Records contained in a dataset
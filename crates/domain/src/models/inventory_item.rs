//! Inventory item domain models and DTOs.

use chrono::{DateTime, Utc};
use serde::{Deserialize, Serialize};
use uuid::Uuid;
use validator::{Validate, ValidationError};

/// Request body for creating an inventory item.
///
/// `available_qty` defaults to the total quantity when omitted: a freshly
/// created item has its whole stock on the shelf.
#[derive(Debug, Clone, Deserialize, Validate)]
#[serde(rename_all = "camelCase")]
#[validate(schema(function = "validate_stock_bounds"))]
pub struct CreateInventoryItemRequest {
    #[validate(custom(function = "shared::validation::validate_not_blank"))]
    pub name: String,

    #[validate(custom(function = "shared::validation::validate_not_blank"))]
    pub category: String,

    pub description: Option<String>,

    #[validate(custom(function = "shared::validation::validate_non_negative_quantity"))]
    pub total_quantity: i32,

    pub available_qty: Option<i32>,

    pub image_url: Option<String>,
}

fn validate_stock_bounds(req: &CreateInventoryItemRequest) -> Result<(), ValidationError> {
    if let Some(available) = req.available_qty {
        if available < 0 || available > req.total_quantity {
            let mut err = ValidationError::new("stock_bounds");
            err.message = Some("availableQty must be between 0 and totalQuantity".into());
            return Err(err);
        }
    }
    Ok(())
}

/// Request body for editing an inventory item. All fields optional.
#[derive(Debug, Clone, Deserialize, Validate)]
#[serde(rename_all = "camelCase")]
pub struct UpdateInventoryItemRequest {
    pub name: Option<String>,
    pub category: Option<String>,
    pub description: Option<String>,

    #[validate(custom(function = "shared::validation::validate_non_negative_quantity"))]
    pub total_quantity: Option<i32>,

    #[validate(custom(function = "shared::validation::validate_non_negative_quantity"))]
    pub available_qty: Option<i32>,

    pub image_url: Option<String>,
}

/// Inventory item representation returned by the API.
#[derive(Debug, Clone, Serialize)]
#[serde(rename_all = "camelCase")]
pub struct InventoryItemResponse {
    pub id: Uuid,
    pub name: String,
    pub category: String,
    pub description: Option<String>,
    pub total_quantity: i32,
    pub available_qty: i32,
    pub image_url: Option<String>,
    pub created_at: DateTime<Utc>,
    pub updated_at: DateTime<Utc>,
}

/// Paged inventory listing.
#[derive(Debug, Clone, Serialize)]
#[serde(rename_all = "camelCase")]
pub struct ListInventoryResponse {
    pub total_items: i64,
    pub total_pages: i64,
    pub current_page: u32,
    pub data: Vec<InventoryItemResponse>,
}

▸ What the exercise asks
Where a line of the entries contains the word "Some", copy that line.

▸ Final answer
    if let Some(available) = req.available_qty {
            err.message = Some("availableQty must be between 0 and totalQuantity".into());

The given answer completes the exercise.